§ TASK
Search the records for lines with the word "Minimal" and copy each match.

___ ENTRIES SHOWN

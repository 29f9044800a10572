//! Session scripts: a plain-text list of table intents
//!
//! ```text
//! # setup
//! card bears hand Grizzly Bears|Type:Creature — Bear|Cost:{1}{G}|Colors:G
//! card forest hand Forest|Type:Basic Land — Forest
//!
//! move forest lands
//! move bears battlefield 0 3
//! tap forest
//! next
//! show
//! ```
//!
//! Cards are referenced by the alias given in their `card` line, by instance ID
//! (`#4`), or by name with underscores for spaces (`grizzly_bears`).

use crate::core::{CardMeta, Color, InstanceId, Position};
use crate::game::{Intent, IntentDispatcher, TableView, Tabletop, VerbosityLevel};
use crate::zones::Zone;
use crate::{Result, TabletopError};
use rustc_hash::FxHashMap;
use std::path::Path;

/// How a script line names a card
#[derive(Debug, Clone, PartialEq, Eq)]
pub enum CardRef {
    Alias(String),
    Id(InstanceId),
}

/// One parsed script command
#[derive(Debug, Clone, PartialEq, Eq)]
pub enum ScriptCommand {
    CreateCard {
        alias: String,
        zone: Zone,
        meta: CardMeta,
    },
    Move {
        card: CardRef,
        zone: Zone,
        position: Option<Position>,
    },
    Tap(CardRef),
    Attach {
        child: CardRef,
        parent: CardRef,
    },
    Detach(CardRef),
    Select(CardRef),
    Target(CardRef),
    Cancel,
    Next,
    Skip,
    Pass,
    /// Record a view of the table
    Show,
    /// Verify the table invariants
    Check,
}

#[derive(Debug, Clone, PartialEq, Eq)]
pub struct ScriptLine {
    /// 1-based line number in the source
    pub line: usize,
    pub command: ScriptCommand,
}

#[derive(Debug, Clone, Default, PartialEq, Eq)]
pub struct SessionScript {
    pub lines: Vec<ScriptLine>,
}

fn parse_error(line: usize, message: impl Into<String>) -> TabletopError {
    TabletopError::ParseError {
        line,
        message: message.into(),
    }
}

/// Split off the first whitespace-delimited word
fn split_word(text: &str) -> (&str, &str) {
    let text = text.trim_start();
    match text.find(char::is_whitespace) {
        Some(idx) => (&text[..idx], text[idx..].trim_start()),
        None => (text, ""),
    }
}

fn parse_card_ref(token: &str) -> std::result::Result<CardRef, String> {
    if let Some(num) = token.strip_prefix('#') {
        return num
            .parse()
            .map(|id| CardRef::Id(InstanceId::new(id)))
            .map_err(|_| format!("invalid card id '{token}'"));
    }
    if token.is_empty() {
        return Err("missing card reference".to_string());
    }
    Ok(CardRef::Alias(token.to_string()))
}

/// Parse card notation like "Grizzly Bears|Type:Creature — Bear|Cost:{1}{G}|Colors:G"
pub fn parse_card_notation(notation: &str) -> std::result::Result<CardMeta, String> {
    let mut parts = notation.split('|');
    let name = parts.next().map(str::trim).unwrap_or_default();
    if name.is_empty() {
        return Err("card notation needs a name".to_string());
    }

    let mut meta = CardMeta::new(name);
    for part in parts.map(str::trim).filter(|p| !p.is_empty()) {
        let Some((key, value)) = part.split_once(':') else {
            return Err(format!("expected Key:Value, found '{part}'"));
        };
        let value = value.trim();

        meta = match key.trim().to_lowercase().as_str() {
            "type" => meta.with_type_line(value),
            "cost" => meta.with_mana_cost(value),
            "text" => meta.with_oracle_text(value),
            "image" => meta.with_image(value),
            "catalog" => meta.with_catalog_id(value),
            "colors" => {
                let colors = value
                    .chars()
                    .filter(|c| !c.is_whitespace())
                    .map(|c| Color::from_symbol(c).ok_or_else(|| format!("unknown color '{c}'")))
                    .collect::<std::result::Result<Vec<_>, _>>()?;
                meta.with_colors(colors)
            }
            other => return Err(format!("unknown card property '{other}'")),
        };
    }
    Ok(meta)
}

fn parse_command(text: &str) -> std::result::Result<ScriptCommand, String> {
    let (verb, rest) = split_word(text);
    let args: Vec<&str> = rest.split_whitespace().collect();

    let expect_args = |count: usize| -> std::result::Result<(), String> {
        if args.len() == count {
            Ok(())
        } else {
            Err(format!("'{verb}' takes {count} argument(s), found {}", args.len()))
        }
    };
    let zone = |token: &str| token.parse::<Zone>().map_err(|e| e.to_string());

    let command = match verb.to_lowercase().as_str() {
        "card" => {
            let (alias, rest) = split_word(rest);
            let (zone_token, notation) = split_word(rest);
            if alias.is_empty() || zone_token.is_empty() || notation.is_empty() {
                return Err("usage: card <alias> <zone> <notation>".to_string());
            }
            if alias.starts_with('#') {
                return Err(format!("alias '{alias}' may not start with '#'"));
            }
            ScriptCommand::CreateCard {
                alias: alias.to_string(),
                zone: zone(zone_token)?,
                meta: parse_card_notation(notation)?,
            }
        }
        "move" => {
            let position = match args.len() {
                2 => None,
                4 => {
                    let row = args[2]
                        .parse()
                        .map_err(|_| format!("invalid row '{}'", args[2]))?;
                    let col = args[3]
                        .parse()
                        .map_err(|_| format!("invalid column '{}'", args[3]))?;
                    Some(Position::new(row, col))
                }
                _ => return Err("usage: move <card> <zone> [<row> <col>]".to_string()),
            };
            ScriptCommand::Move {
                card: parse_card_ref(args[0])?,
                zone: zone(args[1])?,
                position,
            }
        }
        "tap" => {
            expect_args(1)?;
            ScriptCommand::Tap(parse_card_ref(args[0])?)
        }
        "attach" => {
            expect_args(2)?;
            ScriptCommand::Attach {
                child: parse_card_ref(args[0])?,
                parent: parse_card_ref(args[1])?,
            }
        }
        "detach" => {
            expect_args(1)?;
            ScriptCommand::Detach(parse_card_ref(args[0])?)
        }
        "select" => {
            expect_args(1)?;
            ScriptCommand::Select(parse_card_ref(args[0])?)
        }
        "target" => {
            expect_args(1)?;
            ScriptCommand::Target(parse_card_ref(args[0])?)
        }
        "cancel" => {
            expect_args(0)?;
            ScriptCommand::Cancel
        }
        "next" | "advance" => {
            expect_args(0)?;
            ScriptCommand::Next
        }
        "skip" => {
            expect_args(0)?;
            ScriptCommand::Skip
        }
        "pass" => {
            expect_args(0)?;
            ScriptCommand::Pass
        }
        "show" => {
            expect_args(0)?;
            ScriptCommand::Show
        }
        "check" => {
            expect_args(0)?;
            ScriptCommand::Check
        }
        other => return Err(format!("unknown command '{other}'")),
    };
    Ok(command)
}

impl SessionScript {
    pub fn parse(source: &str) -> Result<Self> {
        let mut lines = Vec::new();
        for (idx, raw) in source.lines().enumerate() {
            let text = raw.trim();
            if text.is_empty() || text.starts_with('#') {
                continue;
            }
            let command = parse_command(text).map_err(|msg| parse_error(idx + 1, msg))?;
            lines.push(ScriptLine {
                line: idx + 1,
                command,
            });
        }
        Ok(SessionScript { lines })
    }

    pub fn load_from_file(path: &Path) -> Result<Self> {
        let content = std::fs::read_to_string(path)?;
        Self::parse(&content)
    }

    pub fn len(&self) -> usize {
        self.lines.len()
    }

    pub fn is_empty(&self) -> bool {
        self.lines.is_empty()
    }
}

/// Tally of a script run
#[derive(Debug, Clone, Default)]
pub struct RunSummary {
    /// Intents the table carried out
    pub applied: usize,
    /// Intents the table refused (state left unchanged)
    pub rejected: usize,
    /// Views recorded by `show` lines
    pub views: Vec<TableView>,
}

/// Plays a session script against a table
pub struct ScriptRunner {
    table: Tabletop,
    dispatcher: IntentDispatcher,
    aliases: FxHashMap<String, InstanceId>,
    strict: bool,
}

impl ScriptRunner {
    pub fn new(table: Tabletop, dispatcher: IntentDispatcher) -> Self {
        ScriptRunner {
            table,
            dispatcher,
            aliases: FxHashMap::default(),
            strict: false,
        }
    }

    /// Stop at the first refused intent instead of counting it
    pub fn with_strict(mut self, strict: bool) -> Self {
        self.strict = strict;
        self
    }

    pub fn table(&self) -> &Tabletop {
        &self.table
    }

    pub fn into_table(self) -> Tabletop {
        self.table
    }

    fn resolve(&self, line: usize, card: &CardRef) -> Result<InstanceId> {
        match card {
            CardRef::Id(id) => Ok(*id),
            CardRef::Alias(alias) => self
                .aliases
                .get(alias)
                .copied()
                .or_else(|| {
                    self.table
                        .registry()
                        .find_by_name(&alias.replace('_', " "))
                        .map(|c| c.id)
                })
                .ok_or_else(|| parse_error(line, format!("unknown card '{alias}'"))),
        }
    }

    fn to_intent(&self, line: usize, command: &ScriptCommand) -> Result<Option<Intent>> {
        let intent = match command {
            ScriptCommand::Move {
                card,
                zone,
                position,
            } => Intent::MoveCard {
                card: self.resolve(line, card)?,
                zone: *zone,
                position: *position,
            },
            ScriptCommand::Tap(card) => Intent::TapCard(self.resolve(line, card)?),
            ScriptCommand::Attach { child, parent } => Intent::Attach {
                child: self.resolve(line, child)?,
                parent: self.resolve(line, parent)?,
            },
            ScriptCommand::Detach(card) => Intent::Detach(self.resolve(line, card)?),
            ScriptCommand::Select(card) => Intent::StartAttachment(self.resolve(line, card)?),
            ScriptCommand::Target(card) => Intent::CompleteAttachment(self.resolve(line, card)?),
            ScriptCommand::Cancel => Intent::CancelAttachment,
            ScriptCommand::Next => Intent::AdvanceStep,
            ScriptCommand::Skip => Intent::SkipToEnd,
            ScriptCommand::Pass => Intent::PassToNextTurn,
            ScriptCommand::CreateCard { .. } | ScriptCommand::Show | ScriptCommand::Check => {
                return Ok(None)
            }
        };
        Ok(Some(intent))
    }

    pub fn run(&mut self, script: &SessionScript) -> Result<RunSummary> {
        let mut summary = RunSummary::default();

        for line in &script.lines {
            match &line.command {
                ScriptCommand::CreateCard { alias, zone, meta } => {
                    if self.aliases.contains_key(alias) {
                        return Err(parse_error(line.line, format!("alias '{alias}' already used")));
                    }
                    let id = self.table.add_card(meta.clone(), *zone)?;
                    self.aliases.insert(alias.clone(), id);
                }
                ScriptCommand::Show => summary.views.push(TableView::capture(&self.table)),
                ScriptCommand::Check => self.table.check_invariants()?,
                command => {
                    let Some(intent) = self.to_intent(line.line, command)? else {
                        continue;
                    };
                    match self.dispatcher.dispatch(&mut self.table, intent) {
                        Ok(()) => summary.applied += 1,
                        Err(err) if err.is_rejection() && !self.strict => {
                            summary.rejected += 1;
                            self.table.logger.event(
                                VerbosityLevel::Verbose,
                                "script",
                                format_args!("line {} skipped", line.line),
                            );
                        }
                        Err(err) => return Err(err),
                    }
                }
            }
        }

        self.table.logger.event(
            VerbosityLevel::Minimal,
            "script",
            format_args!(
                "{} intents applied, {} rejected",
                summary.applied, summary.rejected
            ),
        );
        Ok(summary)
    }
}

______
___ ENTRIES SHOWN

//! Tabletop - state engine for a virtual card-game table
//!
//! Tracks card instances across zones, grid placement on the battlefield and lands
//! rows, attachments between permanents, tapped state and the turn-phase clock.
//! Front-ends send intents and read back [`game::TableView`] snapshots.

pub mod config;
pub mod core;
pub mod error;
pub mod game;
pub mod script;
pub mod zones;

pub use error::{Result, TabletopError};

______
___ ENTRIES SHOWN

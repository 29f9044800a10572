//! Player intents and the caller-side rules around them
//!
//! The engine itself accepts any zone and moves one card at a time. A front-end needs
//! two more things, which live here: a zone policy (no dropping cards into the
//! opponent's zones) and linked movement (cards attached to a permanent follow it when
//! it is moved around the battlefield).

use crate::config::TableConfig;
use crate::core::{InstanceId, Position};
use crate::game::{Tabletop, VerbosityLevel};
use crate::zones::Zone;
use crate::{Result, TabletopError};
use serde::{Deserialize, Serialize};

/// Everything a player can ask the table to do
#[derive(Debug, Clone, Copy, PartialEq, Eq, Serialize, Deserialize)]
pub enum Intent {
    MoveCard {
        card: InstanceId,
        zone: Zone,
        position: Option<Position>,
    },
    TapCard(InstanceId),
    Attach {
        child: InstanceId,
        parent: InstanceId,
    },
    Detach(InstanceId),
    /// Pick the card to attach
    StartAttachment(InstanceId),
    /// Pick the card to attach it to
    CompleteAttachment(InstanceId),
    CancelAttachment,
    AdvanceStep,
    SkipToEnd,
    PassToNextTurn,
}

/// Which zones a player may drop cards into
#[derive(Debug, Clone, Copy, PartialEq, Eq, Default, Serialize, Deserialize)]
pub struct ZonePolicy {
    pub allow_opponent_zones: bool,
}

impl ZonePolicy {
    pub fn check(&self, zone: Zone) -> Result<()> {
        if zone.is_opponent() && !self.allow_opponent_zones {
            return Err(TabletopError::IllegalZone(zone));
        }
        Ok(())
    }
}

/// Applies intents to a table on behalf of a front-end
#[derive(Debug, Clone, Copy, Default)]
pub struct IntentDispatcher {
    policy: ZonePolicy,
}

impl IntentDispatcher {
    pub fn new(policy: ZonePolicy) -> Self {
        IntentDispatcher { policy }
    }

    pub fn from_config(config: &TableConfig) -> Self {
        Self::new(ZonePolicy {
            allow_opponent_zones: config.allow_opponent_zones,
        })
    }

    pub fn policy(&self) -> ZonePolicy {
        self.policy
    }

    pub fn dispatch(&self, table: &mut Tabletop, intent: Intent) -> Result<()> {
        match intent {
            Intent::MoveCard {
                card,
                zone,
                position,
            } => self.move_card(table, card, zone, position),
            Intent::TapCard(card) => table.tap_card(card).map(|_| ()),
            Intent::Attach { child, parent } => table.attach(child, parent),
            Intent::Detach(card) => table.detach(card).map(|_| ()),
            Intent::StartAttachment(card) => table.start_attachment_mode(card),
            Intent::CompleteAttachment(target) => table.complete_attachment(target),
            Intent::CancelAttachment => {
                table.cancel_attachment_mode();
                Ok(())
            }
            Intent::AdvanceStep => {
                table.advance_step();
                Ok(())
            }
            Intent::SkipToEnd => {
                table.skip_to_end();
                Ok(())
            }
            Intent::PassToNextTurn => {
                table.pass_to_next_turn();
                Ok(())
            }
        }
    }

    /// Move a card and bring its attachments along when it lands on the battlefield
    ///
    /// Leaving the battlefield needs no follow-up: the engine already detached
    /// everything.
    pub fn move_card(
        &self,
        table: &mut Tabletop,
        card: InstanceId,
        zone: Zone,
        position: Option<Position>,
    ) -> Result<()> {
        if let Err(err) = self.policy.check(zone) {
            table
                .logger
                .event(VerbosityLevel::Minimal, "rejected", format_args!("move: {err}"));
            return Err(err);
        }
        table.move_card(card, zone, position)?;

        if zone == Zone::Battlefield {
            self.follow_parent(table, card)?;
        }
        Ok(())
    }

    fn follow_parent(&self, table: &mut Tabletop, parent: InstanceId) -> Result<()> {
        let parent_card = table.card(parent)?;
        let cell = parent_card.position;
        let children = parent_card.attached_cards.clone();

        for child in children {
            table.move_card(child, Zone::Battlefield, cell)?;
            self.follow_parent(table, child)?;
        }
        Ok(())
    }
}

______

§ RESULT OF THE TASK
            VerbosityLevel::Minimal,
                .event(VerbosityLevel::Minimal, "rejected", format_args!("move: {err}"));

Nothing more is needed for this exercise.